======== THE INPUT ========

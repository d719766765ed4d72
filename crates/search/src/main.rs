//! Friendly Search Service
//!
//! HTTP service ranking search results by the current user's social graph:
//! - Catalog search over the loaded snapshot
//! - Friendship distance expansion and affinity scoring
//! - Prometheus metrics on a separate port

use anyhow::Context;
use friendly_common::{config::AppConfig, metrics, VERSION};
use friendly_search::{
    handlers::{create_router, AppState},
    CatalogProvider, FriendlySearch, SocialSnapshot,
};
use metrics_exporter_prometheus::PrometheusBuilder;
use std::net::SocketAddr;
use std::sync::Arc;
use tokio::signal;
use tracing::{info, warn};
use tracing_subscriber::{fmt, prelude::*, EnvFilter};

#[tokio::main]
async fn main() -> anyhow::Result<()> {
    // Load environment variables
    dotenvy::dotenv().ok();

    // Load configuration
    let config = AppConfig::load().context("failed to load configuration")?;
    config.validate()?;

    init_tracing(&config);

    info!(
        "Starting {} v{}",
        config.observability.service_name, VERSION
    );

    // Initialize metrics
    if config.observability.metrics_port != 0 {
        let metrics_addr = SocketAddr::from(([0, 0, 0, 0], config.observability.metrics_port));
        PrometheusBuilder::new()
            .with_http_listener(metrics_addr)
            .set_buckets(metrics::LATENCY_BUCKETS)?
            .install()
            .context("failed to install Prometheus exporter")?;
        metrics::register_metrics();
        info!("Metrics exposed on {}", metrics_addr);
    }

    // Load the social snapshot
    let snapshot = match &config.snapshot.path {
        Some(path) => {
            let snapshot = SocialSnapshot::from_json_file(path)
                .with_context(|| format!("failed to load snapshot from {}", path))?;
            info!(
                path = %path,
                people = snapshot.person_count(),
                catalog = snapshot.catalog.len(),
                "Snapshot loaded"
            );
            snapshot
        }
        None => {
            warn!("No snapshot path configured, serving an empty network");
            SocialSnapshot::default()
        }
    };

    let provider = CatalogProvider::new(
        snapshot.catalog.iter().cloned(),
        config.ranking.default_popularity,
    );
    let search = FriendlySearch::new(Arc::new(provider), &config.ranking)?;

    let addr = config.listen_addr()?;
    let state = AppState {
        config: Arc::new(config),
        snapshot: Arc::new(snapshot),
        search: Arc::new(search),
    };

    let app = create_router(state);

    info!("Listening on {}", addr);
    let listener = tokio::net::TcpListener::bind(addr).await?;

    axum::serve(listener, app)
        .with_graceful_shutdown(shutdown_signal())
        .await?;

    info!("Server shutdown complete");
    Ok(())
}

/// RUST_LOG wins over the configured level
fn init_tracing(config: &AppConfig) {
    let filter = EnvFilter::try_from_default_env()
        .unwrap_or_else(|_| EnvFilter::new(&config.observability.log_level));
    let registry = tracing_subscriber::registry().with(filter);

    if config.observability.json_logging {
        registry.with(fmt::layer().json().with_target(true)).init();
    } else {
        registry.with(fmt::layer().with_target(true)).init();
    }
}

/// Graceful shutdown signal handler
async fn shutdown_signal() {
    let ctrl_c = async {
        if let Err(e) = signal::ctrl_c().await {
            warn!(error = %e, "Failed to install Ctrl+C handler");
            std::future::pending::<()>().await;
        }
    };

    #[cfg(unix)]
    let terminate = async {
        match signal::unix::signal(signal::unix::SignalKind::terminate()) {
            Ok(mut sigterm) => {
                sigterm.recv().await;
            }
            Err(e) => {
                warn!(error = %e, "Failed to install SIGTERM handler");
                std::future::pending::<()>().await;
            }
        }
    };

    #[cfg(not(unix))]
    let terminate = std::future::pending::<()>();

    tokio::select! {
        _ = ctrl_c => info!("Received Ctrl+C, starting shutdown..."),
        _ = terminate => info!("Received SIGTERM, starting shutdown..."),
    }
}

========

EXERCISE DIRECTIONS
Please copy the material above without changing a single word.

RESULT
repository d719766765ed4d72
filename crates/search/src/main.rs
//! Friendly Search Service
//!
//! HTTP service ranking search results by the current user's social graph:
//! - Catalog search over the loaded snapshot
//! - Friendship distance expansion and affinity scoring
//! - Prometheus metrics on a separate port

use anyhow::Context;
use friendly_common::{config::AppConfig, metrics, VERSION};
use friendly_search::{
    handlers::{create_router, AppState},
    CatalogProvider, FriendlySearch, SocialSnapshot,
};
use metrics_exporter_prometheus::PrometheusBuilder;
use std::net::SocketAddr;
use std::sync::Arc;
use tokio::signal;
use tracing::{info, warn};
use tracing_subscriber::{fmt, prelude::*, EnvFilter};

#[tokio::main]
async fn main() -> anyhow::Result<()> {
    // Load environment variables
    dotenvy::dotenv().ok();

    // Load configuration
    let config = AppConfig::load().context("failed to load configuration")?;
    config.validate()?;

    init_tracing(&config);

    info!(
        "Starting {} v{}",
        config.observability.service_name, VERSION
    );

    // Initialize metrics
    if config.observability.metrics_port != 0 {
        let metrics_addr = SocketAddr::from(([0, 0, 0, 0], config.observability.metrics_port));
        PrometheusBuilder::new()
            .with_http_listener(metrics_addr)
            .set_buckets(metrics::LATENCY_BUCKETS)?
            .install()
            .context("failed to install Prometheus exporter")?;
        metrics::register_metrics();
        info!("Metrics exposed on {}", metrics_addr);
    }

    // Load the social snapshot
    let snapshot = match &config.snapshot.path {
        Some(path) => {
            let snapshot = SocialSnapshot::from_json_file(path)
                .with_context(|| format!("failed to load snapshot from {}", path))?;
            info!(
                path = %path,
                people = snapshot.person_count(),
                catalog = snapshot.catalog.len(),
                "Snapshot loaded"
            );
            snapshot
        }
        None => {
            warn!("No snapshot path configured, serving an empty network");
            SocialSnapshot::default()
        }
    };

    let provider = CatalogProvider::new(
        snapshot.catalog.iter().cloned(),
        config.ranking.default_popularity,
    );
    let search = FriendlySearch::new(Arc::new(provider), &config.ranking)?;

    let addr = config.listen_addr()?;
    let state = AppState {
        config: Arc::new(config),
        snapshot: Arc::new(snapshot),
        search: Arc::new(search),
    };

    let app = create_router(state);

    info!("Listening on {}", addr);
    let listener = tokio::net::TcpListener::bind(addr).await?;

    axum::serve(listener, app)
        .with_graceful_shutdown(shutdown_signal())
        .await?;

    info!("Server shutdown complete");
    Ok(())
}

/// RUST_LOG wins over the configured level
fn init_tracing(config: &AppConfig) {
    let filter = EnvFilter::try_from_default_env()
        .unwrap_or_else(|_| EnvFilter::new(&config.observability.log_level));
    let registry = tracing_subscriber::registry().with(filter);

    if config.observability.json_logging {
        registry.with(fmt::layer().json().with_target(true)).init();
    } else {
        registry.with(fmt::layer().with_target(true)).init();
    }
}

/// Graceful shutdown signal handler
async fn shutdown_signal() {
    let ctrl_c = async {
        if let Err(e) = signal::ctrl_c().await {
            warn!(error = %e, "Failed to install Ctrl+C handler");
            std::future::pending::<()>().await;
        }
    };

    #[cfg(unix)]
    let terminate = async {
        match signal::unix::signal(signal::unix::SignalKind::terminate()) {
            Ok(mut sigterm) => {
                sigterm.recv().await;
            }
            Err(e) => {
                warn!(error = %e, "Failed to install SIGTERM handler");
                std::future::pending::<()>().await;
            }
        }
    };

    #[cfg(not(unix))]
    let terminate = std::future::pending::<()>();

    tokio::select! {
        _ = ctrl_c => info!("Received Ctrl+C, starting shutdown..."),
        _ = terminate => info!("Received SIGTERM, starting shutdown..."),
    }
}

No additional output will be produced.